My 2-year old (26 months)daughter does not speak. She makes vocalizations, but does not say any words. She appears to be normal otherwise. Hearing has been tested as normal.She smiles and laughs appropriately, she is affectionate, looks us in the eyes and plays well with toys. By pointing, she can identify animals, colors, shapes ("where's the rectangle?"), numbers and letters using flashcards. She pretends to feed her doll a bottle and has been stacking blocks and putting together puzzles since 18-minths.
She's a picky eater and has little fits and tantrums at all the right places for a 2-year old. She attend speech therapy twice a week and we asked her teacher outright if she shows signs of Autism. The teacher said it is too early to tell but noticed some "red flags":
She occasionally walks on her toes (not all the time).
She occasionally shakes her hands in from of her face.
She doesn't talk.
She seems completely normal, bright and engaging that it is hard to fathom that she could have a problem. But she doesn't talk at all.
We have her scheduled for a comprehensive medical evaluation in April. We want to rule somethings out. Any help and advice will be appreciated.
You are doing the sensible things: enrolling her in Speech/Language therapy and undergoing a medical workup. Now, it is possible that she is 'on track' developmentally in her other areas and lacking only in the speech/language aspect of cognitive functioning. It's too early to know, but it is possible that she is displaying symptoms of a developmental disorder broader than the speech/language area. So, were you simply 'watching and waiting', I'd be urging you to arrange an evaluation. But you've already done that, and for now there's nothing additional to pursue. Just be sure that the evaluation focuses on overall development, not only on the physiological aspects of her development.
If i were you i would not waste time and i will take her to a specialist in autism, its better to be ahead and very sure that everything is fine. My daugther at 2 and years old knew many geometry shapes like octagon, count until 20 in english and spanish, ABC, ,color incluid caki color etc anyway her knowlodge like she was in kindergarten based on what the specialist said. Anyway when there is some areas more avanced than other very uneven is a characteristc of austism too, my daughter used to flap her hand on her face, she did not play with 4 toys in the right way, she knew the languaje but she did not use it, she always point what she wants but no using words. My dauther was diagnostic with PDD NOS because two specilist ( one specialist in autism and a developmental pediactry were not sure if she was in the aspectrum of autism or no, and they prefered diagnosted her that she could get behavior therapy soon and be ahead if there were some problem. I would say go to the specialist in autism because each child is diferent and the earlier the better. She was in the daycare where her teacher use to say that i was worry too much but i knew that there were something different in my daughter from other children. Now at 3 and half years old the specialist say that she is not in the aspectrum anymore by sure and belive me some children are so high funcional that is not easy diagnostic but working with them soon and constantly give result. Look for a institucion in autism closed to your home and also call to Early Intervention Program or Head Star so your child can get a free therapy at home before 3 years old. Good luck and sorry for my english is not my firts languaje.

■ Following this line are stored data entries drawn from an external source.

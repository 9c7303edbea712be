//! Share grant and access log repository.

use async_trait::async_trait;
use chrono::{DateTime, Utc};
use sqlx::PgPool;

use livepet_core::error::{AppError, ErrorKind};
use livepet_core::result::AppResult;
use livepet_core::types::{AccessLogId, PageRequest, PageResponse, ShareId, UserId};
use livepet_entity::access_log::{AccessLogEntry, NewAccessLogEntry};
use livepet_entity::share::{NewShareGrant, ShareGrant};

use crate::store::ShareStore;

/// Repository for `health_profile_shares` and `health_share_access_logs`.
#[derive(Debug, Clone)]
pub struct ShareRepository {
    pool: PgPool,
}

impl ShareRepository {
    /// Create a new share repository.
    pub fn new(pool: PgPool) -> Self {
        Self { pool }
    }
}

#[async_trait]
impl ShareStore for ShareRepository {
    async fn create_share(&self, data: &NewShareGrant) -> AppResult<ShareGrant> {
        sqlx::query_as::<_, ShareGrant>(
            "INSERT INTO health_profile_shares (id, share_token, user_id, pet_id, access_code, \
             recipient_email, recipient_name, message, created_at, expires_at, max_views, \
             allow_health_records, allow_vitals, allow_alerts, allow_documents) \
             VALUES ($1, $2, $3, $4, $5, $6, $7, $8, $9, $10, $11, $12, $13, $14, $15) RETURNING *",
        )
        .bind(ShareId::new())
        .bind(&data.share_token)
        .bind(data.user_id)
        .bind(data.pet_id)
        .bind(&data.access_code)
        .bind(&data.recipient_email)
        .bind(&data.recipient_name)
        .bind(&data.message)
        .bind(data.created_at)
        .bind(data.expires_at)
        .bind(data.max_views)
        .bind(data.visibility.allow_health_records)
        .bind(data.visibility.allow_vitals)
        .bind(data.visibility.allow_alerts)
        .bind(data.visibility.allow_documents)
        .fetch_one(&self.pool)
        .await
        .map_err(|e| AppError::with_source(ErrorKind::Database, "Failed to create share", e))
    }

    async fn find_share_by_id(&self, id: ShareId) -> AppResult<Option<ShareGrant>> {
        sqlx::query_as::<_, ShareGrant>("SELECT * FROM health_profile_shares WHERE id = $1")
            .bind(id)
            .fetch_optional(&self.pool)
            .await
            .map_err(|e| AppError::with_source(ErrorKind::Database, "Failed to find share", e))
    }

    async fn find_share_by_token(&self, token: &str) -> AppResult<Option<ShareGrant>> {
        sqlx::query_as::<_, ShareGrant>(
            "SELECT * FROM health_profile_shares WHERE share_token = $1",
        )
        .bind(token)
        .fetch_optional(&self.pool)
        .await
        .map_err(|e| {
            AppError::with_source(ErrorKind::Database, "Failed to find share by token", e)
        })
    }

    async fn list_shares_by_owner(
        &self,
        owner: UserId,
        page: &PageRequest,
    ) -> AppResult<PageResponse<ShareGrant>> {
        let total: i64 =
            sqlx::query_scalar("SELECT COUNT(*) FROM health_profile_shares WHERE user_id = $1")
                .bind(owner)
                .fetch_one(&self.pool)
                .await
                .map_err(|e| {
                    AppError::with_source(ErrorKind::Database, "Failed to count shares", e)
                })?;

        let shares = sqlx::query_as::<_, ShareGrant>(
            "SELECT * FROM health_profile_shares WHERE user_id = $1 \
             ORDER BY created_at DESC, id DESC LIMIT $2 OFFSET $3",
        )
        .bind(owner)
        .bind(page.limit() as i64)
        .bind(page.offset() as i64)
        .fetch_all(&self.pool)
        .await
        .map_err(|e| AppError::with_source(ErrorKind::Database, "Failed to list shares", e))?;

        Ok(PageResponse::new(shares, page, total.max(0) as u64))
    }

    async fn consume_view(
        &self,
        id: ShareId,
        now: DateTime<Utc>,
    ) -> AppResult<Option<ShareGrant>> {
        sqlx::query_as::<_, ShareGrant>(
            "UPDATE health_profile_shares \
             SET views_count = views_count + 1, last_accessed_at = $2 \
             WHERE id = $1 AND status = 'active' AND expires_at >= $2 \
             AND (max_views IS NULL OR views_count < max_views) \
             RETURNING *",
        )
        .bind(id)
        .bind(now)
        .fetch_optional(&self.pool)
        .await
        .map_err(|e| AppError::with_source(ErrorKind::Database, "Failed to record share view", e))
    }

    async fn revoke_share(
        &self,
        id: ShareId,
        owner: UserId,
        now: DateTime<Utc>,
    ) -> AppResult<Option<ShareGrant>> {
        let revoked = sqlx::query_as::<_, ShareGrant>(
            "UPDATE health_profile_shares SET status = 'revoked', revoked_at = $3 \
             WHERE id = $1 AND user_id = $2 AND status = 'active' RETURNING *",
        )
        .bind(id)
        .bind(owner)
        .bind(now)
        .fetch_optional(&self.pool)
        .await
        .map_err(|e| AppError::with_source(ErrorKind::Database, "Failed to revoke share", e))?;

        if revoked.is_some() {
            return Ok(revoked);
        }

        // Either not ours, missing, or already revoked.
        sqlx::query_as::<_, ShareGrant>(
            "SELECT * FROM health_profile_shares WHERE id = $1 AND user_id = $2",
        )
        .bind(id)
        .bind(owner)
        .fetch_optional(&self.pool)
        .await
        .map_err(|e| AppError::with_source(ErrorKind::Database, "Failed to find share", e))
    }

    async fn append_access_log(&self, entry: &NewAccessLogEntry) -> AppResult<AccessLogEntry> {
        sqlx::query_as::<_, AccessLogEntry>(
            "INSERT INTO health_share_access_logs \
             (id, share_id, viewed_section, success, ip_address, user_agent, accessed_at) \
             VALUES ($1, $2, $3, $4, $5, $6, $7) RETURNING *",
        )
        .bind(AccessLogId::new())
        .bind(entry.share_id)
        .bind(&entry.viewed_section)
        .bind(entry.success)
        .bind(&entry.ip_address)
        .bind(&entry.user_agent)
        .bind(entry.accessed_at)
        .fetch_one(&self.pool)
        .await
        .map_err(|e| AppError::with_source(ErrorKind::Database, "Failed to write access log", e))
    }

    async fn list_access_logs(&self, share_id: ShareId) -> AppResult<Vec<AccessLogEntry>> {
        sqlx::query_as::<_, AccessLogEntry>(
            "SELECT * FROM health_share_access_logs WHERE share_id = $1 ORDER BY accessed_at DESC, id DESC",
        )
        .bind(share_id)
        .fetch_all(&self.pool)
        .await
        .map_err(|e| AppError::with_source(ErrorKind::Database, "Failed to list access logs", e))
    }
}
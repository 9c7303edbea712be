//! Health profile sharing: issuance, gateway, and revocation.

pub mod access;
pub mod link;
pub mod profile;
pub mod service;

pub use access::{AccessOutcome, AccessService, DenialReason, ShareChallenge};
pub use link::LinkService;
pub use profile::{GrantMetadata, ProfileLoader, SharedProfile};
pub use service::{CreateShareRequest, CreatedShare, ShareService, ShareSummary};

#[cfg(test)]
mod scenarios;
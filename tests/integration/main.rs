//! HTTP integration tests against the in-memory store.

mod share_test;
mod shared_access_test;
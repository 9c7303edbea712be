//! Table and JSON output formatting for CLI commands.

use serde::Serialize;
use tabled::{Table, Tabled};

/// Output format selection
#[derive(Debug, Clone, Copy, Default, PartialEq, Eq, clap::ValueEnum)]
pub enum OutputFormat {
    /// Human-readable table
    #[default]
    Table,
    /// JSON output
    Json,
}

/// Print a list of rows in the selected format
pub fn print_list<T: Serialize + Tabled>(items: &[T], format: OutputFormat) {
    match format {
        OutputFormat::Table => {
            if items.is_empty() {
                println!("No results found.");
            } else {
                println!("{}", Table::new(items));
            }
        }
        OutputFormat::Json => {
            let json = serde_json::to_string_pretty(items).unwrap_or_else(|_| "[]".to_string());
            println!("{json}");
        }
    }
}

/// Print a single row in the selected format
pub fn print_item<T: Serialize + Tabled>(item: &T, format: OutputFormat) {
    match format {
        OutputFormat::Table => println!("{}", Table::new([item])),
        OutputFormat::Json => {
            let json = serde_json::to_string_pretty(item).unwrap_or_else(|_| "{}".to_string());
            println!("{json}");
        }
    }
}

/// Print a success message
pub fn print_success(msg: &str) {
    println!("✓ {msg}");
}

/// Print a warning message
pub fn print_warning(msg: &str) {
    eprintln!("⚠ {msg}");
}

/// Print an error message
pub fn print_error(msg: &str) {
    eprintln!("✗ {msg}");
}

/// Print a key-value pair
pub fn print_kv(key: &str, value: &str) {
    println!("  {:<16} {}", format!("{key}:"), value);
}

My daughter is two as well and is non verbal. She is in speech Therapy and has been since she was 14 months old. She has done well. We really had to encourage her to imitate. She now says some words and tries to speak much more than before. My daughter as well is able to identify objects and follows direction. There is nothing wrong with her hearing either. There are a couple of speech disorders that are out there that are very workable. We assisted our daughter in forming a sign vocabulary to combat the frustrations of her trying to communicate. Her sign vocalulary is very large. As she learned the signs we were able to see she was trying to say words at time they were just missing the most of the consinant sounds. We are very pleased with her progress and the sign has allowed us to understand her needs.